¿Confinar o no confinar?

¿Confinar o no confinar?

Hay tres puntos claves que debiera enfrentar una evaluación de costos y beneficios del confinamiento

13 de octubre 2020 , 09:25 p. m.

MELBOURNE. Durante los últimos tres meses, esta área metropolitana donde viven casi 5 millones de personas, capital del estado australiano de Victoria, estuvo sometida a uno de los confinamientos más estrictos del mundo. Solo se puede salir de los hogares para comprar artículos esenciales, solucionar necesidades médicas, cuidar a personas, realizar hasta dos horas de ejercicio al día e ir a trabajar si no es posible hacerlo desde casa.

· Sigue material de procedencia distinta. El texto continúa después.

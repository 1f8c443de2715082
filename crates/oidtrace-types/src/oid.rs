use std::fmt;
use std::str::FromStr;

use serde::{Deserialize, Deserializer, Serialize, Serializer};

use crate::error::TypeError;

/// Width in bytes of object and transaction identifiers.
pub const ID_LEN: usize = 8;

/// Prefix that marks the printable representation of an identifier.
pub const REPR_PREFIX: &str = "0x";

/// Opaque identifier naming one object in the store.
///
/// An `Oid` is eight raw bytes. Ordering and hashing follow the raw bytes,
/// which for this width is the same as ordering by the big-endian integer
/// value. The printable form (see [`Oid::repr`]) is `0x` followed by the
/// shortest even-length hex of that integer.
#[derive(Clone, Copy, PartialEq, Eq, Hash, PartialOrd, Ord, Default)]
pub struct Oid([u8; ID_LEN]);

impl Oid {
    /// Create an `Oid` from its raw bytes.
    pub const fn from_raw(bytes: [u8; ID_LEN]) -> Self {
        Self(bytes)
    }

    /// Create an `Oid` from an integer value.
    pub const fn from_u64(value: u64) -> Self {
        Self(value.to_be_bytes())
    }

    /// Create an `Oid` from a byte slice, which must be exactly eight bytes.
    pub fn from_slice(bytes: &[u8]) -> Result<Self, TypeError> {
        Ok(Self(fixed_bytes(bytes)?))
    }

    /// Parse the printable representation (`0x01`, `0x0a2f`, ...).
    ///
    /// The `0x` prefix is optional here; [`IntoOid`] relies on it to tell
    /// representations from raw bytes.
    pub fn from_repr(repr: &str) -> Result<Self, TypeError> {
        decode_repr(repr).map(Self)
    }

    /// The raw bytes.
    pub fn as_bytes(&self) -> &[u8; ID_LEN] {
        &self.0
    }

    /// The big-endian integer value.
    pub fn as_u64(&self) -> u64 {
        u64::from_be_bytes(self.0)
    }

    /// Printable representation, e.g. `0x00` or `0x0a2f`.
    pub fn repr(&self) -> String {
        encode_repr(&self.0)
    }
}

impl fmt::Debug for Oid {
    fn fmt(&self, f: &mut fmt::Formatter<'_>) -> fmt::Result {
        write!(f, "Oid({})", self.repr())
    }
}

impl fmt::Display for Oid {
    fn fmt(&self, f: &mut fmt::Formatter<'_>) -> fmt::Result {
        f.write_str(&self.repr())
    }
}

impl FromStr for Oid {
    type Err = TypeError;

    fn from_str(s: &str) -> Result<Self, Self::Err> {
        Self::from_repr(s)
    }
}

impl From<u64> for Oid {
    fn from(value: u64) -> Self {
        Self::from_u64(value)
    }
}

impl From<[u8; ID_LEN]> for Oid {
    fn from(bytes: [u8; ID_LEN]) -> Self {
        Self::from_raw(bytes)
    }
}

impl Serialize for Oid {
    fn serialize<S: Serializer>(&self, serializer: S) -> Result<S::Ok, S::Error> {
        serializer.serialize_str(&self.repr())
    }
}

impl<'de> Deserialize<'de> for Oid {
    fn deserialize<D: Deserializer<'de>>(deserializer: D) -> Result<Self, D::Error> {
        let repr = String::deserialize(deserializer)?;
        Self::from_repr(&repr).map_err(serde::de::Error::custom)
    }
}

/// Identifier of one committed transaction.
///
/// Shares the layout and printable form of [`Oid`]. Transaction ids grow
/// monotonically, so a newer store state always carries a larger `Tid`.
#[derive(Clone, Copy, PartialEq, Eq, Hash, PartialOrd, Ord, Default)]
pub struct Tid([u8; ID_LEN]);

impl Tid {
    /// The tid of a store that has never committed anything.
    pub const fn zero() -> Self {
        Self([0u8; ID_LEN])
    }

    pub const fn from_u64(value: u64) -> Self {
        Self(value.to_be_bytes())
    }

    pub fn from_repr(repr: &str) -> Result<Self, TypeError> {
        decode_repr(repr).map(Self)
    }

    pub fn as_u64(&self) -> u64 {
        u64::from_be_bytes(self.0)
    }

    pub fn repr(&self) -> String {
        encode_repr(&self.0)
    }
}

impl fmt::Debug for Tid {
    fn fmt(&self, f: &mut fmt::Formatter<'_>) -> fmt::Result {
        write!(f, "Tid({})", self.repr())
    }
}

impl fmt::Display for Tid {
    fn fmt(&self, f: &mut fmt::Formatter<'_>) -> fmt::Result {
        f.write_str(&self.repr())
    }
}

impl Serialize for Tid {
    fn serialize<S: Serializer>(&self, serializer: S) -> Result<S::Ok, S::Error> {
        serializer.serialize_str(&self.repr())
    }
}

impl<'de> Deserialize<'de> for Tid {
    fn deserialize<D: Deserializer<'de>>(deserializer: D) -> Result<Self, D::Error> {
        let repr = String::deserialize(deserializer)?;
        Self::from_repr(&repr).map_err(serde::de::Error::custom)
    }
}

/// Conversion of caller input (raw OID or printable representation) into an [`Oid`].
///
/// Text and byte inputs are auto-detected: anything starting with `0x` is
/// parsed as a representation, everything else must be the eight raw bytes.
pub trait IntoOid {
    fn into_oid(self) -> Result<Oid, TypeError>;
}

impl IntoOid for Oid {
    fn into_oid(self) -> Result<Oid, TypeError> {
        Ok(self)
    }
}

impl IntoOid for &Oid {
    fn into_oid(self) -> Result<Oid, TypeError> {
        Ok(*self)
    }
}

impl IntoOid for [u8; ID_LEN] {
    fn into_oid(self) -> Result<Oid, TypeError> {
        Ok(Oid(self))
    }
}

impl IntoOid for &[u8] {
    fn into_oid(self) -> Result<Oid, TypeError> {
        if self.starts_with(REPR_PREFIX.as_bytes()) {
            let repr = std::str::from_utf8(self)
                .map_err(|_| TypeError::InvalidRepr(String::from_utf8_lossy(self).into_owned()))?;
            Oid::from_repr(repr)
        } else {
            Oid::from_slice(self)
        }
    }
}

impl IntoOid for &str {
    fn into_oid(self) -> Result<Oid, TypeError> {
        self.as_bytes().into_oid()
    }
}

impl IntoOid for &String {
    fn into_oid(self) -> Result<Oid, TypeError> {
        self.as_str().into_oid()
    }
}

impl IntoOid for String {
    fn into_oid(self) -> Result<Oid, TypeError> {
        self.as_str().into_oid()
    }
}

fn fixed_bytes(bytes: &[u8]) -> Result<[u8; ID_LEN], TypeError> {
    if bytes.len() != ID_LEN {
        return Err(TypeError::InvalidLength {
            expected: ID_LEN,
            actual: bytes.len(),
        });
    }
    let mut arr = [0u8; ID_LEN];
    arr.copy_from_slice(bytes);
    Ok(arr)
}

fn encode_repr(bytes: &[u8; ID_LEN]) -> String {
    let digits = format!("{:x}", u64::from_be_bytes(*bytes));
    if digits.len() % 2 == 1 {
        format!("{REPR_PREFIX}0{digits}")
    } else {
        format!("{REPR_PREFIX}{digits}")
    }
}

fn decode_repr(repr: &str) -> Result<[u8; ID_LEN], TypeError> {
    let digits = repr.strip_prefix(REPR_PREFIX).unwrap_or(repr);
    if digits.is_empty() || digits.len() > ID_LEN * 2 {
        return Err(TypeError::InvalidRepr(repr.to_string()));
    }
    let padded = format!("{digits:0>width$}", width = ID_LEN * 2);
    let bytes = hex::decode(&padded).map_err(|e| TypeError::InvalidHex(e.to_string()))?;
    fixed_bytes(&bytes)
}

#[cfg(test)]
mod tests {
    use super::*;

    #[test]
    fn repr_is_minimal_even_length() {
        assert_eq!(Oid::from_u64(0).repr(), "0x00");
        assert_eq!(Oid::from_u64(1).repr(), "0x01");
        assert_eq!(Oid::from_u64(0xa2f).repr(), "0x0a2f");
        assert_eq!(Oid::from_u64(0xaabb).repr(), "0xaabb");
        assert_eq!(Oid::from_u64(u64::MAX).repr(), "0xffffffffffffffff");
    }

    #[test]
    fn parse_accepts_case_and_odd_lengths() {
        assert_eq!(Oid::from_repr("0xAA").unwrap(), Oid::from_u64(0xaa));
        assert_eq!(Oid::from_repr("0xa2f").unwrap(), Oid::from_u64(0xa2f));
        assert_eq!(Oid::from_repr("01").unwrap(), Oid::from_u64(1));
        assert_eq!("0x0a2f".parse::<Oid>().unwrap(), Oid::from_u64(0xa2f));
    }

    #[test]
    fn parse_rejects_garbage() {
        assert!(matches!(Oid::from_repr("0x"), Err(TypeError::InvalidRepr(_))));
        assert!(matches!(
            Oid::from_repr("0x11223344556677889"),
            Err(TypeError::InvalidRepr(_))
        ));
        assert!(matches!(Oid::from_repr("0xzz"), Err(TypeError::InvalidHex(_))));
    }

    #[test]
    fn raw_bytes_must_be_eight_long() {
        let err = Oid::from_slice(&[1, 2, 3]).unwrap_err();
        assert_eq!(err, TypeError::InvalidLength { expected: 8, actual: 3 });
        let oid = Oid::from_slice(&[0, 0, 0, 0, 0, 0, 0, 7]).unwrap();
        assert_eq!(oid.as_u64(), 7);
        assert_eq!(Oid::from_raw([0, 0, 0, 0, 0, 0, 0, 7]), oid);
        assert_eq!(Oid::from([0, 0, 0, 0, 0, 0, 0, 7]), oid);
    }

    #[test]
    fn into_oid_auto_detects_representation() {
        let expected = Oid::from_u64(0x2a);
        assert_eq!("0x2a".into_oid().unwrap(), expected);
        assert_eq!(String::from("0x2a").into_oid().unwrap(), expected);
        assert_eq!(b"0x2a".as_slice().into_oid().unwrap(), expected);
        assert_eq!(expected.as_bytes().as_slice().into_oid().unwrap(), expected);
        assert_eq!(expected.into_oid().unwrap(), expected);
    }

    #[test]
    fn ordering_follows_integer_value() {
        assert!(Oid::from_u64(0xff) < Oid::from_u64(0x100));
        assert!(Tid::from_u64(1) > Tid::zero());
    }

    #[test]
    fn serde_uses_repr() {
        let oid = Oid::from_u64(0x0a2f);
        let json = serde_json::to_string(&oid).unwrap();
        assert_eq!(json, "\"0x0a2f\"");
        let parsed: Oid = serde_json::from_str(&json).unwrap();
        assert_eq!(parsed, oid);

        let tid: Tid = serde_json::from_str("\"0x03\"").unwrap();
        assert_eq!(tid, Tid::from_u64(3));
    }

    #[test]
    fn debug_is_compact() {
        assert_eq!(format!("{:?}", Oid::from_u64(1)), "Oid(0x01)");
        assert_eq!(format!("{}", Tid::from_u64(0x10)), "0x10");
    }

    mod props {
        use super::*;
        use proptest::prelude::*;

        proptest! {
            #[test]
            fn repr_parses_back(value in any::<u64>()) {
                let oid = Oid::from_u64(value);
                prop_assert_eq!(Oid::from_repr(&oid.repr()).unwrap(), oid);
                prop_assert!(oid.repr().starts_with(REPR_PREFIX));
                prop_assert_eq!(oid.repr().len() % 2, 0);
            }
        }
    }
}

Los viajes a más de 5 km (3,1 millas) de casa, o más allá de la frontera del área metropolitana, están prohibidos. La policía multa fuertemente a los infractores.

En el momento de escribir este artículo, el estado lleva registrados más de 20. 000 casos y 800 muertes. Todos los demás estados australianos juntos tuvieron menos de 7.000 casos y 100 muertes, por lo que se llegó a esperar que Australia pudiera eliminar el virus, como casi lo hizo la vecina Nueva Zelanda.

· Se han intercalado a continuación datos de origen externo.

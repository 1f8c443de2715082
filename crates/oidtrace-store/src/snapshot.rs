//! JSON snapshots of a store, replayed into an [`InMemoryObjectStore`].
//!
//! ```json
//! {
//!   "root": "0x00",
//!   "transactions": [
//!     { "records": [
//!         { "oid": "0x00", "class": "Root", "attrs": { "site": { "ref": "0x01" } } },
//!         { "oid": "0x01", "class": "Site", "identifier": "site", "physical_path": ["", "site"] }
//!     ] }
//!   ]
//! }
//! ```

use std::path::Path;

use oidtrace_types::Oid;
use serde::{Deserialize, Serialize};
use tracing::debug;

use crate::error::{StoreError, StoreResult};
use crate::memory::InMemoryObjectStore;
use crate::record::Record;

/// One object inside a snapshot transaction.
#[derive(Clone, Debug, PartialEq, Eq, Serialize, Deserialize)]
pub struct SnapshotRecord {
    pub oid: Oid,
    #[serde(flatten)]
    pub record: Record,
}

/// One transaction of a snapshot, replayed as a single commit.
#[derive(Clone, Debug, Default, PartialEq, Eq, Serialize, Deserialize)]
pub struct SnapshotTransaction {
    #[serde(default)]
    pub description: Option<String>,
    pub records: Vec<SnapshotRecord>,
}

/// Full history of a store: root OID plus transactions, oldest first.
#[derive(Clone, Debug, PartialEq, Eq, Serialize, Deserialize)]
pub struct StoreSnapshot {
    pub root: Oid,
    #[serde(default)]
    pub transactions: Vec<SnapshotTransaction>,
}

impl StoreSnapshot {
    /// Parse a snapshot from JSON text.
    pub fn from_json(text: &str) -> StoreResult<Self> {
        serde_json::from_str(text).map_err(|e| StoreError::Serialization(e.to_string()))
    }

    /// Read and parse a snapshot file.
    pub fn load(path: &Path) -> StoreResult<Self> {
        let text = std::fs::read_to_string(path)?;
        Self::from_json(&text)
    }

    /// Serialize to pretty-printed JSON.
    pub fn to_json(&self) -> StoreResult<String> {
        serde_json::to_string_pretty(self).map_err(|e| StoreError::Serialization(e.to_string()))
    }

    /// Replay every transaction into a fresh in-memory store.
    ///
    /// Fails if the root object is never written, since nothing would be
    /// reachable.
    pub fn into_store(self) -> StoreResult<InMemoryObjectStore> {
        let writes_root = self
            .transactions
            .iter()
            .flat_map(|t| &t.records)
            .any(|r| r.oid == self.root);
        if !writes_root {
            return Err(StoreError::InvalidSnapshot(format!(
                "root object {} is never written",
                self.root
            )));
        }

        let store = InMemoryObjectStore::new(self.root);
        for txn in self.transactions {
            let count = txn.records.len();
            let tid = store.commit(txn.records.into_iter().map(|r| (r.oid, r.record)))?;
            debug!(tid = %tid, records = count, "replayed snapshot transaction");
        }
        Ok(store)
    }
}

La mayoría acepta que el confinamiento es necesario porque salva vidas, y la brusca reducción de la cantidad de nuevos casos y muertes durante el confinamiento sugiere que sí evita muertes por covid-19.

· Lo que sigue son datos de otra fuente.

//! Issue key → commit association.
//!
//! Each key is looked up by scanning the full commit history for the
//! first message that mentions it. Keys are independent, so lookups run
//! in parallel: keys are cut into fixed-size batches, and within a batch
//! at most `workers` lookups run at once, each with its own `git log`
//! process. The working tree is never touched.

use std::collections::HashMap;
use std::future::Future;
use std::path::{Path, PathBuf};
use std::sync::Arc;

use indexmap::IndexSet;
use serde::{Deserialize, Serialize};
use thiserror::Error;
use tokio::sync::Semaphore;
use tokio::task::JoinSet;

use crate::constants::DEFAULT_BATCH_SIZE;
use crate::git::RepositoryError;
use crate::git::history::{changed_files, find_first_commit};
use crate::models::{CommitMatch, IssueKey};
use crate::progress::BatchProgress;

#[derive(Error, Debug)]
pub enum MatchError {
    #[error("interrupted after {completed} of {total} key(s)")]
    Interrupted { completed: usize, total: usize },
}

/// Decides whether a commit message refers to an issue key.
pub trait MessageMatcher: Send + Sync {
    fn matches(&self, key: &IssueKey, message: &str) -> bool;
}

/// The key appears anywhere in the message. `HIVE-1` also matches
/// `HIVE-12`.
#[derive(Debug, Clone, Copy, Default)]
pub struct SubstringMatcher;

impl MessageMatcher for SubstringMatcher {
    fn matches(&self, key: &IssueKey, message: &str) -> bool {
        message.contains(key.as_str())
    }
}

/// The key appears as a whole token: not preceded or followed by an
/// alphanumeric character, `-` or `_`.
#[derive(Debug, Clone, Copy, Default)]
pub struct WordBoundaryMatcher;

impl MessageMatcher for WordBoundaryMatcher {
    fn matches(&self, key: &IssueKey, message: &str) -> bool {
        let key = key.as_str();
        if key.is_empty() {
            return false;
        }
        let is_word = |c: char| c.is_alphanumeric() || c == '-' || c == '_';
        message.match_indices(key).any(|(start, _)| {
            let before = message[..start].chars().next_back();
            let after = message[start + key.len()..].chars().next();
            !before.is_some_and(is_word) && !after.is_some_and(is_word)
        })
    }
}

/// Configurable choice of [`MessageMatcher`].
#[derive(
    Debug, Clone, Copy, Default, PartialEq, Eq, Serialize, Deserialize, strum::Display, strum::EnumString,
)]
#[serde(rename_all = "lowercase")]
#[strum(serialize_all = "lowercase")]
pub enum MatchStrategy {
    #[default]
    Substring,
    Word,
}

impl MatchStrategy {
    pub fn matcher(self) -> Arc<dyn MessageMatcher> {
        match self {
            Self::Substring => Arc::new(SubstringMatcher),
            Self::Word => Arc::new(WordBoundaryMatcher),
        }
    }
}

/// Available parallelism minus one, and at least one.
pub fn default_workers() -> usize {
    std::thread::available_parallelism()
        .map(|n| n.get().saturating_sub(1))
        .unwrap_or(1)
        .max(1)
}

/// Found / not-found counts for a set of matches.
#[derive(Debug, Default, Clone, Copy, PartialEq, Eq)]
pub struct MatchSummary {
    pub found: usize,
    pub not_found: usize,
}

impl MatchSummary {
    pub fn of(matches: &HashMap<IssueKey, CommitMatch>) -> Self {
        let found = matches.values().filter(|m| m.is_found()).count();
        Self {
            found,
            not_found: matches.len() - found,
        }
    }
}

pub struct CommitMatcher {
    repo: PathBuf,
    strategy: Arc<dyn MessageMatcher>,
    workers: usize,
    batch_size: usize,
}

impl CommitMatcher {
    pub fn new(repo: impl Into<PathBuf>, strategy: Arc<dyn MessageMatcher>) -> Self {
        Self {
            repo: repo.into(),
            strategy,
            workers: default_workers(),
            batch_size: DEFAULT_BATCH_SIZE,
        }
    }

    pub fn with_workers(mut self, workers: usize) -> Self {
        self.workers = workers.max(1);
        self
    }

    pub fn with_batch_size(mut self, batch_size: usize) -> Self {
        self.batch_size = batch_size.max(1);
        self
    }

    pub fn workers(&self) -> usize {
        self.workers
    }

    /// Look up a single key. Errors are returned, not swallowed.
    pub async fn match_one(&self, key: &IssueKey) -> Result<CommitMatch, RepositoryError> {
        search(&self.repo, self.strategy.as_ref(), key).await
    }

    /// Look up every key. Each distinct key appears exactly once in the
    /// result; lookups that fail are logged and reported as not found.
    pub async fn match_keys(&self, keys: &[IssueKey], progress: &BatchProgress) -> HashMap<IssueKey, CommitMatch> {
        let unique: Vec<&IssueKey> = keys.iter().collect::<IndexSet<_>>().into_iter().collect();
        tracing::info!(
            "matching {} key(s) with {} worker(s), batches of {}",
            unique.len(),
            self.workers,
            self.batch_size
        );

        let semaphore = Arc::new(Semaphore::new(self.workers));
        let mut results = HashMap::with_capacity(unique.len());

        for batch in unique.chunks(self.batch_size) {
            let mut join_set = JoinSet::new();
            for &key in batch {
                let key = key.clone();
                let repo = self.repo.clone();
                let strategy = Arc::clone(&self.strategy);
                let sem = Arc::clone(&semaphore);
                join_set.spawn(async move {
                    let _permit = sem.acquire_owned().await.ok();
                    let result = search(&repo, strategy.as_ref(), &key).await;
                    (key, result)
                });
            }

            while let Some(joined) = join_set.join_next().await {
                match joined {
                    Ok((key, Ok(found))) => {
                        results.insert(key, found);
                    }
                    Ok((key, Err(e))) => {
                        tracing::error!("{key}: commit search failed: {e}");
                        results.insert(key.clone(), CommitMatch::not_found(key));
                    }
                    Err(e) => tracing::error!("commit search task failed: {e}"),
                }
            }

            // Keys whose task panicked have no entry yet.
            for &key in batch {
                results
                    .entry(key.clone())
                    .or_insert_with(|| CommitMatch::not_found(key.clone()));
            }
            progress.advance(batch.len());
        }

        let summary = MatchSummary::of(&results);
        tracing::debug!("{} key(s) matched, {} not found", summary.found, summary.not_found);
        results
    }

    /// [`match_keys`](Self::match_keys), abandoned when `shutdown` resolves.
    /// In-flight lookups are aborted and their results discarded.
    pub async fn run<F>(
        &self,
        keys: &[IssueKey],
        progress: &BatchProgress,
        shutdown: F,
    ) -> Result<HashMap<IssueKey, CommitMatch>, MatchError>
    where
        F: Future<Output = ()>,
    {
        tokio::select! {
            results = self.match_keys(keys, progress) => Ok(results),
            () = shutdown => Err(MatchError::Interrupted {
                completed: progress.done(),
                total: keys.len(),
            }),
        }
    }
}

async fn search(repo: &Path, strategy: &dyn MessageMatcher, key: &IssueKey) -> Result<CommitMatch, RepositoryError> {
    let Some(commit) = find_first_commit(repo, |message| strategy.matches(key, message)).await? else {
        tracing::debug!("{key}: no commit found");
        return Ok(CommitMatch::not_found(key.clone()));
    };
    let files = changed_files(repo, &commit).await?;
    tracing::debug!("{key}: {commit} ({} file(s))", files.len());
    Ok(CommitMatch::found(key.clone(), commit, files))
}

#[cfg(test)]
mod tests {
    use super::*;
    use crate::git::testing::*;

    fn key(k: &str) -> IssueKey {
        IssueKey::new(k)
    }

    #[test]
    fn substring_matches_prefix_keys() {
        let m = SubstringMatcher;
        assert!(m.matches(&key("HIVE-1"), "HIVE-1: fix NPE"));
        assert!(m.matches(&key("HIVE-1"), "HIVE-12: unrelated"));
        assert!(!m.matches(&key("HIVE-2"), "HIVE-1: fix NPE"));
    }

    #[test]
    fn word_boundary_rejects_longer_tokens() {
        let m = WordBoundaryMatcher;
        assert!(m.matches(&key("HIVE-1"), "HIVE-1: fix NPE"));
        assert!(m.matches(&key("HIVE-1"), "Revert \"HIVE-1\""));
        assert!(m.matches(&key("HIVE-1"), "HIVE-12 and HIVE-1."));
        assert!(!m.matches(&key("HIVE-1"), "HIVE-12: unrelated"));
        assert!(!m.matches(&key("HIVE-1"), "XHIVE-1"));
        assert!(!m.matches(&key("HIVE-1"), "HIVE-1_backport"));
        assert!(!m.matches(&key(""), "anything"));
    }

    #[test]
    fn strategy_parses() {
        assert_eq!("word".parse::<MatchStrategy>().unwrap(), MatchStrategy::Word);
        assert_eq!(MatchStrategy::default().to_string(), "substring");
    }

    #[test]
    fn workers_never_zero() {
        assert!(default_workers() >= 1);
        let m = CommitMatcher::new("/tmp", MatchStrategy::Substring.matcher())
            .with_workers(0)
            .with_batch_size(0);
        assert_eq!(m.workers, 1);
        assert_eq!(m.batch_size, 1);
    }

    #[tokio::test]
    async fn match_one_reports_changed_files() {
        let dir = tempfile::tempdir().unwrap();
        init_repo(dir.path());
        let commit = commit_file(dir.path(), "ql/Planner.java", "x\n", "HIVE-7: planner fix");

        let matcher = CommitMatcher::new(dir.path(), MatchStrategy::Substring.matcher());
        let found = matcher.match_one(&key("HIVE-7")).await.unwrap();
        assert_eq!(found.commit.as_deref(), Some(commit.as_str()));
        assert_eq!(found.files, vec!["ql/Planner.java"]);

        let missing = matcher.match_one(&key("HIVE-8")).await.unwrap();
        assert!(!missing.is_found());
    }

    #[tokio::test]
    async fn duplicate_keys_collapse() {
        let dir = tempfile::tempdir().unwrap();
        init_repo(dir.path());
        let matcher = CommitMatcher::new(dir.path(), MatchStrategy::Substring.matcher()).with_workers(2);
        let keys = vec![key("HIVE-1"), key("HIVE-1"), key("HIVE-2")];
        let progress = BatchProgress::hidden(keys.len());
        let results = matcher.match_keys(&keys, &progress).await;
        assert_eq!(results.len(), 2);
        assert_eq!(progress.done(), 2);
    }

    #[tokio::test]
    async fn broken_repository_yields_not_found() {
        let dir = tempfile::tempdir().unwrap();
        let matcher = CommitMatcher::new(dir.path(), MatchStrategy::Substring.matcher());
        let keys = vec![key("HIVE-1"), key("HIVE-2")];
        let results = matcher.match_keys(&keys, &BatchProgress::hidden(2)).await;
        assert_eq!(results.len(), 2);
        assert!(results.values().all(|m| !m.is_found()));
    }

    #[tokio::test]
    async fn shutdown_abandons_matching() {
        let dir = tempfile::tempdir().unwrap();
        init_repo(dir.path());
        let matcher = CommitMatcher::new(dir.path(), MatchStrategy::Substring.matcher());
        let keys = vec![key("HIVE-1")];
        let err = matcher
            .run(&keys, &BatchProgress::hidden(1), std::future::ready(()))
            .await;
        assert!(matches!(err, Err(MatchError::Interrupted { total: 1, .. })));
    }
}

Pero esa es solo una parte de la ecuación; el mes pasado, en el Reino Unido, 32 científicos firmaron una carta dirigida al primer ministro Boris Johnson en la que señalan los perjuicios significativos que causan los confinamientos (los cuales, sugieren, pueden ser mayores que sus beneficios). Los científicos citan una estimación de Cancer Research UK, según la cual los confinamientos llevaron a que se pospusieran 2 millones de estudios de detección, análisis o tratamientos contra el cáncer, que podrían costar hasta 60. 000 vidas (más que las 42.000 muertes por covid-19 en el Reino Unido hasta la fecha).

Incluso si los confinamientos salvan vidas en los países que los implementan, eso no es suficiente para determinar que sea la decisión gubernamental adecuada.

Un grupo de investigadores liderado por Olga Yakusheva, una economista de la Universidad de Míchigan, trató de estimar la cantidad de vidas netas que se salvaron (o perdieron) por las políticas de mitigación de la pandemia en EE. UU. en 2020. Según el equipo, esa medidas de salud pública salvaron entre 913.762 y 2’046.322 vidas, pero también pudieron haber generado “una pérdida colateral indirecta” de entre 84.000 y 514.800 vidas, lo que resulta en entre 398.962 y 1’962.322 vidas netas salvadas. Es un rango amplio, pero claramente se trata de un resultado positivo.

Hay también tres cuestiones claves que debiera enfrentar una evaluación de los costos y beneficios de los confinamientos. En primer lugar, una evaluación adecuada no descartaría la diferencia entre morir a los 90 y a los 20, 30 o 40 años de edad. Debiéramos contar los años de vida salvados o perdidos, no solo las vidas.

En segundo lugar, el impacto de los confinamientos sobre la calidad de vida también es importante. Estos producen desempleo generalizado, por ejemplo, y eso reduce bruscamente la satisfacción en la vida.

En tercer lugar, debemos considerar el impacto sobre quienes incluso en épocas normales tienen dificultades para satisfacer sus necesidades básicas y las de sus familias. La pobreza extrema se fue reduciendo en forma continua durante los últimos 20 años, pero eso cambió este año: en lo que va de 2020 aumentó en 37 millones de personas. La parte que depende de los confinamientos seguramente sea significativa.

Según Henrietta Fore, directora ejecutiva del Fondo de las Naciones Unidas para la Infancia (Unicef), en el punto máximo de la pandemia 192 países habían cerrado sus escuelas, lo que impidió que 1.600 millones de niños asistieran a clase en persona. Para muchos, el aprendizaje remoto no hubiera sido una posibilidad; se estima que al menos 24 millones de niños abandonaron la escuela en forma permanente. En el caso de muchas niñas, probablemente implique un matrimonio temprano en vez de una posible carrera.

Incluso si los confinamientos salvan vidas en los países que los implementan, eso no es suficiente para determinar que sea la decisión gubernamental adecuada.